Dataset entries:
■ ■ ■
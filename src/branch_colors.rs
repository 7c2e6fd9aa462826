//! Shared clan color scheme. One base hue for the whole family (pine
//! green, deliberately away from the gender reds/blues), shaded lighter
//! per generation so ancestors read darker than descendants.

use serde::{Deserialize, Serialize};

#[derive(Clone, Copy, Debug, PartialEq, Serialize, Deserialize)]
pub struct HslColor {
    pub h: u16,
    pub s: u8,
    pub l: u8,
}

impl HslColor {
    pub fn to_css(self) -> String {
        format!("hsl({}, {}%, {}%)", self.h, self.s, self.l)
    }
}

pub const CLAN_BASE_COLOR: HslColor = HslColor { h: 145, s: 45, l: 30 };

const LIGHTNESS_STEP: u8 = 6;
const MAX_LIGHTNESS: u8 = 85;

/// CSS color for a node `generation_offset` generations below the oldest
/// one on display. Offset 0 keeps the base lightness; each later
/// generation gains 6%, capped so late generations stay readable.
pub fn branch_color(base: HslColor, generation_offset: u32) -> String {
    let raised = (base.l as u32)
        .saturating_add(generation_offset.saturating_mul(LIGHTNESS_STEP as u32));
    HslColor {
        h: base.h,
        s: base.s,
        l: raised.min(MAX_LIGHTNESS as u32) as u8,
    }
    .to_css()
}

#[cfg(test)]
mod tests {
    use super::*;

    #[test]
    fn test_base_generation_keeps_base_lightness() {
        assert_eq!(branch_color(CLAN_BASE_COLOR, 0), "hsl(145, 45%, 30%)");
    }

    #[test]
    fn test_lightness_ramps_per_generation() {
        assert_eq!(branch_color(CLAN_BASE_COLOR, 1), "hsl(145, 45%, 36%)");
        assert_eq!(branch_color(CLAN_BASE_COLOR, 3), "hsl(145, 45%, 48%)");
    }

    #[test]
    fn test_lightness_is_capped() {
        assert_eq!(branch_color(CLAN_BASE_COLOR, 20), "hsl(145, 45%, 85%)");
        assert_eq!(branch_color(CLAN_BASE_COLOR, 1000), "hsl(145, 45%, 85%)");
    }
}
■ ■ ■
Your answer should consist only of the number of lines in the entries above that include "Deserialize".

**Answer to this task:** 2